[Stored items]
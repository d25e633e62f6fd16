use std::path::Path;

use crate::error::Result;
use crate::models::CalculationRecord;

/// Write the history to a CSV file, oldest first.
pub fn write_history_csv<P: AsRef<Path>>(path: P, history: &[CalculationRecord]) -> Result<()> {
    let mut wtr = csv::Writer::from_path(path)?;

    wtr.write_record([
        "id",
        "timestamp",
        "car_kilometres",
        "air_travel_hours",
        "public_transit_kilometres",
        "electricity_kwh",
        "diet_profile",
        "waste_kg",
        "recycle_rate",
        "compost_rate",
        "transportation_tonnes",
        "energy_tonnes",
        "diet_tonnes",
        "waste_tonnes",
        "total_tonnes",
        "comparison_to_average_pct",
    ])?;

    for record in history.iter().rev() {
        let inputs = &record.inputs;
        wtr.write_record([
            record.id.to_string(),
            record.timestamp.to_rfc3339(),
            inputs.car_kilometres.to_string(),
            inputs.air_travel_hours.to_string(),
            inputs.public_transit_kilometres.to_string(),
            inputs.electricity_kwh.to_string(),
            inputs.diet_profile.key().to_string(),
            inputs.waste_kg.to_string(),
            inputs.recycle_rate.to_string(),
            inputs.compost_rate.to_string(),
            format!("{:.6}", record.breakdown.transportation),
            format!("{:.6}", record.breakdown.energy),
            format!("{:.6}", record.breakdown.diet),
            format!("{:.6}", record.breakdown.waste),
            format!("{:.6}", record.total_tonnes),
            format!("{:.2}", record.comparison_to_average),
        ])?;
    }

    wtr.flush()?;
    Ok(())
}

*WHAT THE EXERCISE ASKS*: Type out all of the records again, exactly.

*RESULT BELOW*:
repository d25e633e62f6fd16
use std::path::Path;

use crate::error::Result;
use crate::models::CalculationRecord;

/// Write the history to a CSV file, oldest first.
pub fn write_history_csv<P: AsRef<Path>>(path: P, history: &[CalculationRecord]) -> Result<()> {
    let mut wtr = csv::Writer::from_path(path)?;

    wtr.write_record([
        "id",
        "timestamp",
        "car_kilometres",
        "air_travel_hours",
        "public_transit_kilometres",
        "electricity_kwh",
        "diet_profile",
        "waste_kg",
        "recycle_rate",
        "compost_rate",
        "transportation_tonnes",
        "energy_tonnes",
        "diet_tonnes",
        "waste_tonnes",
        "total_tonnes",
        "comparison_to_average_pct",
    ])?;

    for record in history.iter().rev() {
        let inputs = &record.inputs;
        wtr.write_record([
            record.id.to_string(),
            record.timestamp.to_rfc3339(),
            inputs.car_kilometres.to_string(),
            inputs.air_travel_hours.to_string(),
            inputs.public_transit_kilometres.to_string(),
            inputs.electricity_kwh.to_string(),
            inputs.diet_profile.key().to_string(),
            inputs.waste_kg.to_string(),
            inputs.recycle_rate.to_string(),
            inputs.compost_rate.to_string(),
            format!("{:.6}", record.breakdown.transportation),
            format!("{:.6}", record.breakdown.energy),
            format!("{:.6}", record.breakdown.diet),
            format!("{:.6}", record.breakdown.waste),
            format!("{:.6}", record.total_tonnes),
            format!("{:.2}", record.comparison_to_average),
        ])?;
    }

    wtr.flush()?;
    Ok(())
}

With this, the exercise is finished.